Haptens are small-molecular-weight compounds that evoke an immune response only when they are attached to carrier proteins. In vivo, haptens readily bind to serum proteins such as albumin. The combined molecular weights of albumin and the hapten need to exceed 3000 MW to stimulate the immune system. The immune response is directed at both the hapten and the carrier protein. The carrier protein has a different and antigenic structure after binding to the hapten. The concept of haptens was introduced by Landsteiner. Subsequently, experiments with murine models demonstrated that immunization with m-aminobenzene sulfonate failed to elicit an immune response (Figure 3-3).
However, a vigorous antibody response was observed when m-aminobenzene sulfonate was linked to carrier protein (ovalbumin).
Antibodies were directed to both the aminobenzene and the carrier protein. The phenomenon was termed haptenic response, from the Greek haptein, which means “to fasten.”
Pharmaceuticals as Haptens
Most pharmaceuticals and antibiotics are small (at or less than 3000 MW) compounds. The native drug or metabolites are often haptens that bind to serum proteins or molecules expressed on cells and elicit either an antibody response or a cellular response. An immune response to the hapten carrier complex can result in skin eruptions, asthma, anaphylaxis, and autoimmune reactions. Antibiotics and anesthetics are common biologically active haptens.
Antibiotics as Haptens
Penicillin is the leading cause of immunologically mediated adverse health effects. Approximately 2% of patients receiving penicillin therapy develop urticaria, asthma, or angioedema.
Anaphylaxis, which is a serious and often fatal reaction to penicillin, results in 500 to 1000 deaths each year in the United States. Penicillin is composed of an acyl side chain linked to a β-lactam ring combined with a thiazolidine ring. Natural penicillin (PenG), penicillinase-resistant penicillins (methicillin), extended-spectrum penicillin (amoxicillin), and broad-spectrum penicillin (carbenicillin) all have the same core β-lactam ring, which is essential for antimicrobial activity. Bacteria secrete a β-lactamase that breaks the lactam ring, rendering the
antibiotic ineffective and creating highly charged metabolites (Figure 3-4). The major antigenic determinant (90%–95% of the breakdown products) is a benzylpenicilloyl derivative (BPO). Minor metabolites include parental penicillin, penicilloate, and penicilloylamine. Major and minor metabolites combine with proteins to become immunogenic.

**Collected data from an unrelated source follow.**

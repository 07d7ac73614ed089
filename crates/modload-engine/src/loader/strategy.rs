//! Loading strategies, keyed by file suffix.

use super::sandbox::{Bindings, CompiledUnit};
use super::unit::Unit;
use super::Loader;
use crate::error::LoadError;
use crate::script::interp::{Exception, Interpreter};
use crate::script::value::Value;
use indexmap::IndexMap;
use std::path::Path;
use std::rc::Rc;

/// Fills a freshly registered unit's exposed value.
///
/// Strategies run with no loader borrow held, so they may load other units
/// through `loader`. A [`LoadError`] converts into the returned
/// [`Exception`] with `?`; a value thrown by script code is returned as is
/// and the loader attributes it to `unit`.
pub trait LoadStrategy {
    /// Short name for logs
    fn name(&self) -> &str;

    fn load(&self, loader: &Loader, interp: &mut Interpreter, unit: &Unit) -> Result<(), Exception>;
}

/// `.json`: the parsed document replaces the exposed value.
#[derive(Debug, Default, Clone, Copy)]
pub struct JsonStrategy;

impl LoadStrategy for JsonStrategy {
    fn name(&self) -> &str {
        "json"
    }

    fn load(&self, _loader: &Loader, _interp: &mut Interpreter, unit: &Unit) -> Result<(), Exception> {
        let source = read_source(unit.id())?;
        let json: serde_json::Value =
            serde_json::from_str(&source).map_err(|source| LoadError::Json {
                path: unit.id().to_path_buf(),
                source,
            })?;
        unit.set_exposed(Value::from_json(&json));
        Ok(())
    }
}

/// `.js`: compile through the sandbox and run once.
#[derive(Debug, Default, Clone, Copy)]
pub struct ScriptStrategy;

impl LoadStrategy for ScriptStrategy {
    fn name(&self) -> &str {
        "script"
    }

    fn load(&self, loader: &Loader, interp: &mut Interpreter, unit: &Unit) -> Result<(), Exception> {
        let source = read_source(unit.id())?;
        let compiled = CompiledUnit::compile(&source, interp.realm()).map_err(|source| {
            LoadError::Syntax {
                path: unit.id().to_path_buf(),
                source,
            }
        })?;

        let bindings = Bindings {
            exports: unit.exposed(),
            require: loader.require_function(unit.dir()),
            module: Value::Object(unit.module_object().clone()),
            filename: unit.id().to_string_lossy().into_owned(),
            dirname: unit.dir().to_string_lossy().into_owned(),
        };
        compiled.invoke(interp, bindings)?;
        Ok(())
    }
}

fn read_source(path: &Path) -> Result<String, LoadError> {
    let source = std::fs::read_to_string(path).map_err(|source| LoadError::Read {
        path: path.to_path_buf(),
        source,
    })?;
    Ok(match source.strip_prefix('\u{feff}') {
        Some(stripped) => stripped.to_string(),
        None => source,
    })
}

/// Built-in strategy for a suffix, if there is one.
pub fn builtin_strategy(suffix: &str) -> Option<Rc<dyn LoadStrategy>> {
    match suffix {
        ".js" => Some(Rc::new(ScriptStrategy)),
        ".json" => Some(Rc::new(JsonStrategy)),
        _ => None,
    }
}

// ============================================================================
// Strategy table
// ============================================================================

/// Ordered suffix → strategy map. Registration order is probe order.
#[derive(Default, Clone)]
pub struct StrategyTable {
    strategies: IndexMap<String, Rc<dyn LoadStrategy>>,
}

impl StrategyTable {
    pub fn new() -> Self {
        Self::default()
    }

    /// Register `strategy` for `suffix`. A suffix without a leading dot gets
    /// one. Re-registering replaces the strategy and keeps the position.
    pub fn register(&mut self, suffix: &str, strategy: Rc<dyn LoadStrategy>) {
        let suffix = if suffix.starts_with('.') {
            suffix.to_string()
        } else {
            format!(".{}", suffix)
        };
        self.strategies.insert(suffix, strategy);
    }

    pub fn get(&self, suffix: &str) -> Option<Rc<dyn LoadStrategy>> {
        self.strategies.get(suffix).cloned()
    }

    /// Strategy for a file: the longest registered suffix that `file_name`
    /// ends with and is not all of.
    pub fn dispatch(&self, file_name: &str) -> Option<(&str, Rc<dyn LoadStrategy>)> {
        self.strategies
            .iter()
            .filter(|(suffix, _)| file_name.len() > suffix.len() && file_name.ends_with(suffix.as_str()))
            .max_by_key(|(suffix, _)| suffix.len())
            .map(|(suffix, strategy)| (suffix.as_str(), strategy.clone()))
    }

    pub fn suffixes(&self) -> impl Iterator<Item = &str> {
        self.strategies.keys().map(String::as_str)
    }

    pub fn len(&self) -> usize {
        self.strategies.len()
    }

    pub fn is_empty(&self) -> bool {
        self.strategies.is_empty()
    }
}
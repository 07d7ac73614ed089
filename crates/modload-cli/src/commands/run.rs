//! `modload run`: load a module and print its exports.

use super::loader_options;
use crate::LoaderArgs;
use anyhow::{anyhow, Context};
use modload_engine::{Loader, Value};

pub fn execute(reference: Option<String>, args: &LoaderArgs) -> anyhow::Result<()> {
    let (options, manifest) = loader_options(args)?;
    let reference = match reference {
        Some(reference) => reference,
        None => manifest
            .as_ref()
            .and_then(|m| m.main())
            .map(str::to_string)
            .ok_or_else(|| anyhow!("no module given and no package.main in the manifest"))?,
    };

    let loader = Loader::with_options(options);
    let exports = loader
        .load(&reference)
        .with_context(|| format!("failed to load '{}'", reference))?;

    println!("{}", render(&exports)?);
    Ok(())
}

/// Pretty JSON when the value has a JSON form, the inspected value otherwise.
fn render(value: &Value) -> anyhow::Result<String> {
    match value.to_json().context("exports cannot be printed as JSON")? {
        Some(json) => Ok(serde_json::to_string_pretty(&json)?),
        None => Ok(value.inspect()),
    }
}
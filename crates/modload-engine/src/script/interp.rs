//! Tree-walking evaluator for module scripts.
//!
//! Scopes form a parent-linked chain; a function closes over the scope it
//! was created in. Every unit's wrapper function is created in the realm's
//! global scope, so units share globals and nothing else.

use crate::error::LoadError;
use crate::script::ast::*;
use crate::script::builtins::Realm;
use crate::script::value::{number_to_string, ArrayRef, Closure, ObjectRef, Value};
use rustc_hash::FxHashMap;
use std::cell::RefCell;
use std::cmp::Ordering;
use std::fmt;
use std::path::{Path, PathBuf};
use std::rc::Rc;

/// Largest gap allowed when writing past the end of an array.
const MAX_ARRAY_GROWTH: usize = 1 << 20;

// ============================================================================
// Exceptions
// ============================================================================

/// Abrupt completion that unwinds script frames.
#[derive(Debug)]
pub enum Exception {
    /// A value thrown by `throw` or by a failing built-in operation.
    Thrown(Value),
    /// A nested `require` failed. Kept intact so the outermost load reports
    /// the original error unless a script catches it first.
    Load(Box<LoadError>),
    /// A value thrown out of the top level of the unit at `path`. Requiring
    /// units that catch it receive `value` itself.
    Uncaught { path: PathBuf, value: Value },
}

impl Exception {
    /// An `Error`-like object `{ name, message }` wrapped as a throw.
    pub fn error(name: &str, message: impl AsRef<str>) -> Self {
        Exception::Thrown(error_object(name, message.as_ref()))
    }

    pub fn type_error(message: impl AsRef<str>) -> Self {
        Self::error("TypeError", message)
    }

    pub fn reference_error(message: impl AsRef<str>) -> Self {
        Self::error("ReferenceError", message)
    }

    pub fn range_error(message: impl AsRef<str>) -> Self {
        Self::error("RangeError", message)
    }

    /// The value a `catch` clause binds.
    pub fn into_value(self) -> Value {
        match self {
            Exception::Thrown(value) | Exception::Uncaught { value, .. } => value,
            Exception::Load(err) => {
                let obj = ObjectRef::new();
                obj.set("name", Value::string("Error"));
                obj.set("message", Value::string(err.to_string()));
                obj.set("code", Value::string(err.code()));
                Value::Object(obj)
            }
        }
    }

    /// Convert an exception that reached the host into a load error. A bare
    /// throw is attributed to `fallback`.
    pub fn into_load_error(self, fallback: &Path) -> LoadError {
        match self {
            Exception::Load(err) => *err,
            Exception::Uncaught { path, value } => LoadError::Uncaught {
                path,
                message: describe_thrown(&value),
            },
            Exception::Thrown(value) => LoadError::Uncaught {
                path: fallback.to_path_buf(),
                message: describe_thrown(&value),
            },
        }
    }
}

impl fmt::Display for Exception {
    fn fmt(&self, f: &mut fmt::Formatter<'_>) -> fmt::Result {
        match self {
            Exception::Thrown(value) | Exception::Uncaught { value, .. } => {
                f.write_str(&describe_thrown(value))
            }
            Exception::Load(err) => write!(f, "{}", err),
        }
    }
}

impl From<LoadError> for Exception {
    fn from(err: LoadError) -> Self {
        Exception::Load(Box::new(err))
    }
}

/// Build `{ name, message }`.
pub fn error_object(name: &str, message: &str) -> Value {
    let obj = ObjectRef::new();
    obj.set("name", Value::string(name));
    obj.set("message", Value::string(message));
    Value::Object(obj)
}

/// One-line rendering of a thrown value: `Name: message` for error-like
/// objects, the inspected value otherwise.
pub fn describe_thrown(value: &Value) -> String {
    if let Value::Object(obj) = value {
        if let Some(Value::String(message)) = obj.get("message") {
            let name = obj
                .get("name")
                .and_then(|n| n.as_str().map(str::to_string))
                .unwrap_or_else(|| "Error".to_string());
            return format!("{}: {}", name, message);
        }
    }
    value.inspect()
}

// ============================================================================
// Scopes
// ============================================================================

struct Binding {
    value: Value,
    mutable: bool,
}

struct ScopeData {
    bindings: RefCell<FxHashMap<String, Binding>>,
    parent: Option<Scope>,
}

/// A lexical environment.
#[derive(Clone)]
pub struct Scope(Rc<ScopeData>);

#[derive(Debug, Clone, Copy, PartialEq, Eq)]
enum AssignError {
    Undeclared,
    Constant,
}

impl Scope {
    pub fn root() -> Self {
        Scope(Rc::new(ScopeData {
            bindings: RefCell::new(FxHashMap::default()),
            parent: None,
        }))
    }

    pub fn child(&self) -> Self {
        Scope(Rc::new(ScopeData {
            bindings: RefCell::new(FxHashMap::default()),
            parent: Some(self.clone()),
        }))
    }

    /// Declare (or redeclare) `name` in this scope.
    pub fn declare(&self, name: impl Into<String>, value: Value, mutable: bool) {
        self.0
            .bindings
            .borrow_mut()
            .insert(name.into(), Binding { value, mutable });
    }

    pub fn lookup(&self, name: &str) -> Option<Value> {
        let mut scope = self;
        loop {
            if let Some(binding) = scope.0.bindings.borrow().get(name) {
                return Some(binding.value.clone());
            }
            match &scope.0.parent {
                Some(parent) => scope = parent,
                None => return None,
            }
        }
    }

    fn assign(&self, name: &str, value: Value) -> Result<(), AssignError> {
        let mut scope = self;
        loop {
            if let Some(binding) = scope.0.bindings.borrow_mut().get_mut(name) {
                if !binding.mutable {
                    return Err(AssignError::Constant);
                }
                binding.value = value;
                return Ok(());
            }
            match &scope.0.parent {
                Some(parent) => scope = parent,
                None => return Err(AssignError::Undeclared),
            }
        }
    }
}

// ============================================================================
// Interpreter
// ============================================================================

/// How a statement finished.
enum Completion {
    Normal,
    Return(Value),
    Break,
    Continue,
}

/// Assignable location.
enum Reference {
    Variable(String),
    Property(Value, String),
}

Cephalosporins have a structure that is similar to penicillin and is reactive haptens. For reasons that are unclear, third (ceftriaxone) and fourth (cefepime) generations of cephalosporins are more involved in immunologically mediated adverse health effects. The haptenic determinants of cephalosporin are not fully delineated. It has been suggested that serologic reactivity is directed at both the acyl side chains and the β-lactam ring linked to the carriers.
Anesthetics as Haptens
Exposure to halothane may also induce an autoimmune reaction. Introduced in 1951 as a potent, nonflammable anesthetic agent, halothane is metabolized in oxidative pathways to trifluoroacetyl chloride (TFAC). In a subsequent chemical reaction, TFAC acetylates liver proteins to form a neoantigen. An immune response to the neoantigen causes halothane hepatitis. Inflammation of the liver abates when the drug is discontinued.
Pharmaceuticals and Neoantigens
Highly reactive haptens readily bind to red blood cell membranes to create immunogenic neoantigens (Box 3-1). For example, methyldopa binds to the red blood cell membrane, thus creating a neoantigen. A hemolytic anemia results when antibodies react with the neoantigen and lyse the red cells.
Haptens and Cell-Mediated Reactions
Some responses to pharmaceuticals are mediated by inflammatory cells rather than by antibodies. Skin lesions, which are characterized by redness, induration, or blistering, occur 24 to 48 hours after exposure and are mediated by CD4Th1 cells and inflammatory macrophages. Inflammatory responses in the liver and kidney have also been reported. Clinical symptoms may persist after discontinuation of the drug. Delayed hypersensitivity reactions in the skin or cutaneous drug reactions (CDRs) occur following systemic
administration of a wide variety of drugs. Antimicrobial agents (sulfonamides), anticonvulsants (carbamazepine), anesthetics (lidocaine), anti-psychotics (clozapine), cardiovascular agents (procainamide, hydrazaline) and nonsteroidal anti-inflammatory drugs (diclofenac) are metabolized by the liver with the creation of reactive haptens, which bind to skin cells. An inflammatory response in the skin is characterized by widespread rashes and eruptions. Reactions in the skin usually occur 7 to 10 days after drug administration.